Arguably, the courts acted on behalf of Charlie, and thus in the place of his parents, without on each occasion having shown that the parents were being so unreasonable that the decision had to be taken out of their hands. Where the actions of a parent are likely to lead to serious harm, or where parents cannot agree between themselves, then family law has its place.

However, it is contrary to natural justice for the state to substitute for the role of the parents unless the parents are shown to be putting their child at risk of significant harm.

Regrettably, the Court of Appeal did not consider the reasonableness of the parents’ decision, but made its own independent assessment on the balance of the advantages and disadvantages of the medical steps under consideration. This approach treated Charlie as if he had no parents and Charlie’s parents as though they had no natural authority to speak for their own child.

In the view of the Appeal Court, undertaking nucleoside therapy would have subjected Charlie to the risk of significant harm because it would involve the burdens of ventilation, in addition to possible side effects of the nucleoside therapy itself. However, the only known side effect of the therapy itself is diarrhea, and this could have been controlled by reducing the dose. Furthermore, the burden of continued ventilation would be limited if the therapy were given for a trial period.

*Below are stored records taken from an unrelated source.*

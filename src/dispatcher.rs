//! Watch session dispatcher.
//!
//! The dispatcher owns one session lifecycle: validate options, resolve the
//! handler, subscribe, then deliver events in one of three modes.
//!
//! - Echo: no handler, each event is written as a line to the output.
//! - Inline: the handler runs on the reading thread; its first failure ends
//!   the session.
//! - Decoupled: a reader thread owns the stream and feeds the hand-off queue;
//!   a runner thread owns the handler and drains it. The reader closes the
//!   queue when it stops, and the runner cancels the session token when it
//!   stops, so neither side can wait on the other forever.

use std::fmt;
use std::io::Write;
use std::sync::atomic::{AtomicU64, Ordering};
use std::sync::Arc;
use std::thread;
use std::time::Duration;

use chrono::{DateTime, Utc};
use serde::{Deserialize, Serialize};

use crate::cancel::CancellationToken;
use crate::config::{DeliveryMode, WatchConfig};
use crate::error::{HandlerError, NotifyError, NotifyResult, SubscriptionError};
use crate::handler::{EventHandler, HandlerRegistry};
use crate::handoff::{self, HandoffReceiver, HandoffSender, Push};
use crate::source::NotificationSource;
use crate::stream::{EventStream, Next};

/// Lifecycle of one watch session.
#[allow(missing_docs)]
#[derive(Debug, Clone, Copy, PartialEq, Eq, Hash, Serialize, Deserialize)]
#[serde(rename_all = "snake_case")]
pub enum SessionState {
    Idle,
    Subscribing,
    Echo,
    Inline,
    Decoupled,
    Terminated,
    Failed,
}

impl SessionState {
    /// True for `Terminated` and `Failed`.
    #[must_use]
    pub const fn is_final(self) -> bool {
        matches!(self, Self::Terminated | Self::Failed)
    }
}

impl From<DeliveryMode> for SessionState {
    fn from(mode: DeliveryMode) -> Self {
        match mode {
            DeliveryMode::Echo => Self::Echo,
            DeliveryMode::Inline => Self::Inline,
            DeliveryMode::Decoupled => Self::Decoupled,
        }
    }
}

#[derive(Debug, Default)]
struct Counters {
    read: AtomicU64,
    handled: AtomicU64,
    dropped: AtomicU64,
    abandoned: AtomicU64,
}

/// Live counters for a dispatcher. Clones share state; counts accumulate
/// across sessions run by the same dispatcher.
#[derive(Debug, Clone, Default)]
pub struct SessionStats {
    inner: Arc<Counters>,
}

impl SessionStats {
    /// Events taken off the stream.
    #[must_use]
    pub fn events_read(&self) -> u64 {
        self.inner.read.load(Ordering::Relaxed)
    }

    /// Events the handler completed.
    #[must_use]
    pub fn events_handled(&self) -> u64 {
        self.inner.handled.load(Ordering::Relaxed)
    }

    /// Events discarded by a full hand-off queue.
    #[must_use]
    pub fn events_dropped(&self) -> u64 {
        self.inner.dropped.load(Ordering::Relaxed)
    }

    /// Queued events left unhandled because the session was stopped.
    #[must_use]
    pub fn events_abandoned(&self) -> u64 {
        self.inner.abandoned.load(Ordering::Relaxed)
    }

    fn snapshot(&self) -> Counts {
        Counts {
            read: self.events_read(),
            handled: self.events_handled(),
            dropped: self.events_dropped(),
            abandoned: self.events_abandoned(),
        }
    }

    fn add_read(&self) {
        self.inner.read.fetch_add(1, Ordering::Relaxed);
    }

    fn add_handled(&self) {
        self.inner.handled.fetch_add(1, Ordering::Relaxed);
    }
}

/// Counter values at one point in time.
#[derive(Debug, Clone, Copy, Default)]
struct Counts {
    read: u64,
    handled: u64,
    dropped: u64,
    abandoned: u64,
}

/// Summary of a finished session. Counts cover this session only.
#[allow(missing_docs)]
#[derive(Debug, Clone, PartialEq, Eq, Serialize, Deserialize)]
pub struct SessionReport {
    pub mode: DeliveryMode,
    pub state: SessionState,
    pub events_read: u64,
    pub events_handled: u64,
    pub events_dropped: u64,
    pub events_abandoned: u64,
    pub started_at: DateTime<Utc>,
    pub finished_at: DateTime<Utc>,
}

/// Runs watch sessions.
pub struct Dispatcher {
    config: WatchConfig,
    registry: HandlerRegistry,
    cancel: CancellationToken,
    state: SessionState,
    stats: SessionStats,
}

impl Dispatcher {
    /// Dispatcher resolving handler names against `registry`.
    #[must_use]
    pub fn new(config: WatchConfig, registry: HandlerRegistry) -> Self {
        Self {
            config,
            registry,
            cancel: CancellationToken::new(),
            state: SessionState::Idle,
            stats: SessionStats::default(),
        }
    }

    /// Use `cancel` to stop sessions instead of the internal token.
    #[must_use]
    pub fn with_cancellation(mut self, cancel: CancellationToken) -> Self {
        self.cancel = cancel;
        self
    }

    /// Replace the token, for example to run again after a cancelled session.
    pub fn set_cancellation(&mut self, cancel: CancellationToken) {
        self.cancel = cancel;
    }

    /// Token that stops the running session at its next suspension point.
    #[must_use]
    pub fn cancellation_token(&self) -> CancellationToken {
        self.cancel.clone()
    }

    #[allow(missing_docs)]
    #[must_use]
    pub const fn state(&self) -> SessionState {
        self.state
    }

    #[allow(missing_docs)]
    #[must_use]
    pub fn stats(&self) -> SessionStats {
        self.stats.clone()
    }

    #[allow(missing_docs)]
    #[must_use]
    pub const fn config(&self) -> &WatchConfig {
        &self.config
    }

    /// Run one session on `source` until it is cancelled or fails.
    ///
    /// Echo mode writes to `out`. Configuration and resolution errors are
    /// returned before `source` is touched.
    pub fn run<S, W>(&mut self, source: S, out: &mut W) -> NotifyResult<SessionReport>
    where
        S: NotificationSource + 'static,
        W: Write + ?Sized,
    {
        self.state = SessionState::Idle;
        let started_at = Utc::now();
        let baseline = self.stats.snapshot();

        let result = self.run_session(source, out);
        let mode = self.config.validate().unwrap_or(DeliveryMode::Echo);
        match result {
            Ok(()) => {
                self.transition(SessionState::Terminated);
                Ok(self.report(mode, started_at, baseline))
            }
            Err(err) => {
                self.transition(SessionState::Failed);
                tracing::error!(error = %err, "watch session failed");
                Err(err)
            }
        }
    }

    fn run_session<S, W>(&mut self, source: S, out: &mut W) -> NotifyResult<()>
    where
        S: NotificationSource + 'static,
        W: Write + ?Sized,
    {
        let mode = self.config.validate()?;
        let handler = match (&self.config.handler, mode) {
            (Some(name), DeliveryMode::Inline | DeliveryMode::Decoupled) => Some(self.registry.resolve(name)?),
            _ => None,
        };

        self.transition(SessionState::Subscribing);
        let session = self.cancel.child();
        let stream = EventStream::open(source, self.config.channel.clone(), session.clone())?
            .with_liveness_interval(self.config.liveness_interval);

        self.transition(mode.into());
        match (mode, handler) {
            (DeliveryMode::Echo, _) => self.run_echo(stream, out),
            (DeliveryMode::Inline, Some(mut handler)) => self.run_inline(stream, handler.as_mut()),
            (DeliveryMode::Decoupled, Some(handler)) => self.run_decoupled(stream, handler, session),
            (mode, None) => Err(NotifyError::internal(format!("{mode:?} mode without a handler"))),
        }
    }

    fn run_echo<S, W>(&self, mut stream: EventStream<S>, out: &mut W) -> NotifyResult<()>
    where
        S: NotificationSource,
        W: Write + ?Sized,
    {
        let timeout = self.config.timeout;
        loop {
            match stream.next(timeout)? {
                Next::Event(event) => {
                    self.stats.add_read();
                    writeln!(out, "Received event: {event}")?;
                    out.flush()?;
                }
                Next::Timeout => log_timeout(timeout),
                Next::Cancelled => break,
            }
        }
        close_quietly(stream);
        Ok(())
    }

    fn run_inline<S>(&self, mut stream: EventStream<S>, handler: &mut dyn EventHandler) -> NotifyResult<()>
    where
        S: NotificationSource,
    {
        let timeout = self.config.timeout;
        loop {
            match stream.next(timeout)? {
                Next::Event(event) => {
                    self.stats.add_read();
                    if let Err(err) = handler.handle(&event) {
                        tracing::error!(
                            origin_id = event.origin_id,
                            error = %err,
                            "handler failed, stopping session"
                        );
                        return Err(err.into());
                    }
                    self.stats.add_handled();
                }
                Next::Timeout => log_timeout(timeout),
                Next::Cancelled => break,
            }
        }
        close_quietly(stream);
        Ok(())
    }

    fn run_decoupled<S>(
        &self,
        stream: EventStream<S>,
        handler: Box<dyn EventHandler>,
        session: CancellationToken,
    ) -> NotifyResult<()>
    where
        S: NotificationSource + 'static,
    {
        let (tx, rx) = handoff::channel(self.config.handoff_capacity);
        let timeout = self.config.timeout;

        let reader_stats = self.stats.clone();
        let reader = thread::Builder::new()
            .name("pg-notify-reader".to_string())
            .spawn(move || read_loop(stream, &tx, timeout, &reader_stats))
            .map_err(|e| NotifyError::internal(format!("failed to spawn reader: {e}")))?;

        let runner_stats = self.stats.clone();
        let runner_stop = session.clone();
        let runner = thread::Builder::new()
            .name("pg-notify-runner".to_string())
            .spawn(move || run_loop(handler, &rx, runner_stop, &runner_stats));
        let runner = match runner {
            Ok(runner) => runner,
            Err(e) => {
                session.cancel();
                let _ = reader.join();
                return Err(NotifyError::internal(format!("failed to spawn runner: {e}")));
            }
        };

        let reader_joined = reader.join();
        let runner_result = runner.join().unwrap_or_else(|panic| {
            Err(HandlerError::Panicked {
                message: panic_message(&*panic),
            })
        });

        runner_result?;
        reader_joined
            .map_err(|panic| NotifyError::internal(format!("reader panicked: {}", panic_message(&*panic))))??;
        Ok(())
    }

    fn transition(&mut self, next: SessionState) {
        tracing::debug!(from = ?self.state, to = ?next, "session state");
        self.state = next;
    }

    fn report(&self, mode: DeliveryMode, started_at: DateTime<Utc>, baseline: Counts) -> SessionReport {
        let now = self.stats.snapshot();
        SessionReport {
            mode,
            state: self.state,
            events_read: now.read - baseline.read,
            events_handled: now.handled - baseline.handled,
            events_dropped: now.dropped - baseline.dropped,
            events_abandoned: now.abandoned - baseline.abandoned,
            started_at,
            finished_at: Utc::now(),
        }
    }
}

impl fmt::Debug for Dispatcher {
    fn fmt(&self, f: &mut fmt::Formatter<'_>) -> fmt::Result {
        f.debug_struct("Dispatcher")
            .field("config", &self.config)
            .field("registry", &self.registry)
            .field("state", &self.state)
            .finish_non_exhaustive()
    }
}

fn log_timeout(timeout: Option<Duration>) {
    tracing::debug!(?timeout, "no notification before timeout");
}

fn close_quietly<S: NotificationSource>(stream: EventStream<S>) {
    if let Err(err) = stream.close() {
        tracing::warn!(error = %err, "failed to unsubscribe");
    }
}

fn read_loop<S: NotificationSource>(
    mut stream: EventStream<S>,
    tx: &HandoffSender,
    timeout: Option<Duration>,
    stats: &SessionStats,
) -> Result<(), SubscriptionError> {
    let result = loop {
        match stream.next(timeout) {
            Ok(Next::Event(event)) => {
                stats.add_read();
                match tx.push(event) {
                    Push::Queued => {}
                    Push::Dropped => {
                        stats.inner.dropped.fetch_add(1, Ordering::Relaxed);
                    }
                    Push::Closed => {
                        tracing::warn!("runner is gone, reader stopping");
                        break Ok(());
                    }
                }
            }
            Ok(Next::Timeout) => log_timeout(timeout),
            Ok(Next::Cancelled) => break Ok(()),
            Err(err) => {
                tracing::error!(error = %err, "subscription lost, reader stopping");
                break Err(err);
            }
        }
    };
    tracing::debug!(queued = tx.queued(), dropped = tx.dropped(), "reader finished");
    result
}

/// Cancels the session token when the runner exits, including by panic.
struct StopOnExit(CancellationToken);

impl Drop for StopOnExit {
    fn drop(&mut self) {
        self.0.cancel();
    }
}

fn run_loop(
    mut handler: Box<dyn EventHandler>,
    rx: &HandoffReceiver,
    stop: CancellationToken,
    stats: &SessionStats,
) -> Result<(), HandlerError> {
    let guard = StopOnExit(stop);
    while let Some(event) = rx.pop() {
        if guard.0.is_cancelled() {
            let abandoned = 1 + rx.len() as u64;
            stats.inner.abandoned.fetch_add(abandoned, Ordering::Relaxed);
            tracing::info!(abandoned, "session stopped, leaving queued events unhandled");
            break;
        }
        if let Err(err) = handler.handle(&event) {
            tracing::error!(
                origin_id = event.origin_id,
                error = %err,
                "handler failed, stopping runner"
            );
            return Err(err);
        }
        stats.add_handled();
    }
    Ok(())
}

fn panic_message(panic: &(dyn std::any::Any + Send)) -> String {
    if let Some(s) = panic.downcast_ref::<&str>() {
        (*s).to_string()
    } else if let Some(s) = panic.downcast_ref::<String>() {
        s.clone()
    } else {
        "unknown panic".to_string()
    }
}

At the outset of the court case, the parents argued that they were only seeking a chance to see whether nucleoside treatment might work. The father testified that, “after three months, we would want to see improvement and, if there wasn’t, we would let go.”

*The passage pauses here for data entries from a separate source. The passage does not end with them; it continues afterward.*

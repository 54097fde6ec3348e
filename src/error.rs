//! Error types for pg-notify.
//!
//! Errors are grouped by the phase that produces them: subscribing to a
//! channel, validating session options, resolving a handler, and running a
//! handler. `NotifyError` wraps them all so callers can match on the family
//! or just propagate with `?`.

use thiserror::Error;

/// Errors establishing or keeping a channel subscription.
#[derive(Debug, Error)]
pub enum SubscriptionError {
    #[error("Invalid channel name '{channel}': {reason}")]
    InvalidChannel {
        channel: String,
        reason: String,
    },

    #[error("Connection is not live")]
    NotConnected,

    #[error("Connection lost: {message}")]
    ConnectionLost {
        message: String,
    },

    #[error("Notification backend error: {message}")]
    Backend {
        message: String,
    },
}

/// Invalid combinations of session options, detected before any I/O.
#[derive(Debug, Error, Clone, PartialEq, Eq)]
pub enum ConfigurationError {
    #[error("Isolated dispatch requested but no handler is configured")]
    IsolationWithoutHandler,

    #[error("Liveness interval must be greater than zero")]
    ZeroLivenessInterval,

    #[error("Hand-off queue capacity must be greater than zero (use no capacity for an unbounded queue)")]
    ZeroQueueCapacity,

    #[error("Invalid {kind} identifier '{value}': {reason}")]
    InvalidIdentifier {
        kind: &'static str,
        value: String,
        reason: String,
    },

    #[error("Tables {} could not be found", tables.join(","))]
    UnknownTables {
        tables: Vec<String>,
    },
}

/// A handler identifier could not be turned into a handler.
#[derive(Debug, Error, Clone, PartialEq, Eq)]
pub enum ResolutionError {
    #[error("Handler identifier cannot be empty")]
    EmptyIdentifier,

    #[error("Handler '{name}' is not registered (available: {})", available.join(", "))]
    NotFound {
        name: String,
        available: Vec<String>,
    },
}

/// Failure raised by a handler while processing an event.
#[derive(Debug, Error)]
pub enum HandlerError {
    #[error("Handler failed: {message}")]
    Failed {
        message: String,
    },

    #[error("Handler panicked: {message}")]
    Panicked {
        message: String,
    },

    #[error("Malformed change payload: {0}")]
    Payload(#[from] serde_json::Error),

    #[error("Handler output failed: {0}")]
    Io(#[from] std::io::Error),
}

impl HandlerError {
    /// Creates a generic handler failure.
    #[must_use]
    pub fn failed(message: impl Into<String>) -> Self {
        Self::Failed {
            message: message.into(),
        }
    }
}

/// Top-level error type for pg-notify.
#[derive(Debug, Error)]
pub enum NotifyError {
    #[error("Subscription error: {0}")]
    Subscription(#[from] SubscriptionError),

    #[error("Configuration error: {0}")]
    Configuration(#[from] ConfigurationError),

    #[error("Resolution error: {0}")]
    Resolution(#[from] ResolutionError),

    #[error("Handler error: {0}")]
    Handler(#[from] HandlerError),

    #[error("Database error: {message}")]
    Database {
        message: String,
    },

    #[error("Output error: {0}")]
    Io(#[from] std::io::Error),

    #[error("Internal error: {message}")]
    Internal {
        message: String,
    },
}

impl NotifyError {
    /// Creates an internal error.
    #[must_use]
    pub fn internal(message: impl Into<String>) -> Self {
        Self::Internal {
            message: message.into(),
        }
    }

    /// Creates a database error.
    #[must_use]
    pub fn database(message: impl Into<String>) -> Self {
        Self::Database {
            message: message.into(),
        }
    }

    /// Returns true if this is a subscription error.
    #[must_use]
    pub const fn is_subscription(&self) -> bool {
        matches!(self, Self::Subscription(_))
    }

    /// Returns true if this is a configuration error.
    #[must_use]
    pub const fn is_configuration(&self) -> bool {
        matches!(self, Self::Configuration(_))
    }

    /// Returns true if this is a handler error.
    #[must_use]
    pub const fn is_handler(&self) -> bool {
        matches!(self, Self::Handler(_))
    }

    /// Returns true if the error happened while setting up a session,
    /// before any event was processed.
    #[must_use]
    pub const fn is_setup(&self) -> bool {
        matches!(self, Self::Configuration(_) | Self::Resolution(_))
    }

    /// Process exit code for the command line binary.
    #[must_use]
    pub const fn exit_code(&self) -> i32 {
        match self {
            Self::Configuration(_) | Self::Resolution(_) => 2,
            Self::Subscription(_) | Self::Database { .. } => 3,
            Self::Handler(_) => 4,
            Self::Io(_) | Self::Internal { .. } => 1,
        }
    }
}

/// Result type alias for pg-notify operations.
pub type NotifyResult<T> = Result<T, NotifyError>;

#[cfg(test)]
mod tests {
    use super::*;

    #[test]
    fn test_invalid_channel_message() {
        let err = SubscriptionError::InvalidChannel {
            channel: "bad-name".to_string(),
            reason: "contains '-'".to_string(),
        };
        let msg = format!("{err}");
        assert!(msg.contains("bad-name"));
        assert!(msg.contains("contains '-'"));
    }

    #[test]
    fn test_unknown_tables_lists_all() {
        let err = ConfigurationError::UnknownTables {
            tables: vec!["users".to_string(), "orders".to_string()],
        };
        assert_eq!(format!("{err}"), "Tables users,orders could not be found");
    }

    #[test]
    fn test_not_found_lists_available() {
        let err = ResolutionError::NotFound {
            name: "mqtt".to_string(),
            available: vec!["json".to_string(), "log".to_string()],
        };
        let msg = format!("{err}");
        assert!(msg.contains("mqtt"));
        assert!(msg.contains("json, log"));
    }

    #[test]
    fn test_setup_errors() {
        let err: NotifyError = ConfigurationError::IsolationWithoutHandler.into();
        assert!(err.is_setup());
        assert!(err.is_configuration());

        let err: NotifyError = ResolutionError::EmptyIdentifier.into();
        assert!(err.is_setup());

        let err: NotifyError = SubscriptionError::NotConnected.into();
        assert!(!err.is_setup());
        assert!(err.is_subscription());
    }

    #[test]
    fn test_exit_codes() {
        let config: NotifyError = ConfigurationError::ZeroLivenessInterval.into();
        assert_eq!(config.exit_code(), 2);

        let sub: NotifyError = SubscriptionError::NotConnected.into();
        assert_eq!(sub.exit_code(), 3);

        let handler: NotifyError = HandlerError::failed("boom").into();
        assert!(handler.is_handler());
        assert_eq!(handler.exit_code(), 4);

        assert_eq!(NotifyError::internal("x").exit_code(), 1);
    }

    #[test]
    fn test_payload_error_from_serde() {
        let serde_err = serde_json::from_str::<serde_json::Value>("{").unwrap_err();
        let err: HandlerError = serde_err.into();
        assert!(format!("{err}").contains("Malformed change payload"));
    }
}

It should be noted that, by taking this case to court, the doctors have had to subject Charlie to ventilation for more than three months and have subjected the parents to further distress, without any realistic chance of long-term benefit for Charlie. Had the doctors allowed Charlie to be transferred to another medical team who were prepared to provide nucleoside treatment for a trial period, and had Charlie’s condition failed to improve, then by this point the parents might have been reconciled to the transition to palliative care. Transferring his care would not necessarily have exposed Charlie to a greater risk of harm than the risks involved in taking the case to court.

There is another irony here in that, whereas the U.K. courts showed little if any latitude in relation to parental authority, the final decision the European Court of Human Rights was based on just such latitude in relation to the authority of the U.K. courts.

“The [European] Court bore in mind the considerable room for maneuver (‘wide margin of appreciation’) left to the authorities in the sphere concerning access to experimental medication for the terminally ill and in cases raising sensitive moral and ethical issues, reiterating that it was not for the court to substitute itself for the competent domestic authorities.”

The European Court was right to recognize that it is not for a higher court to substitute for a competent domestic authority. However, by the same logic, it was not for the U.K. courts to substitute for the competent natural authority of the parents. Their judgment may sometimes need to be corrected, but they should always be the first judges of what is in their child’s best interests.

 

David A. Jones is the director of the Anscombe Bioethics Centre,

a Catholic think tank in Oxford, England.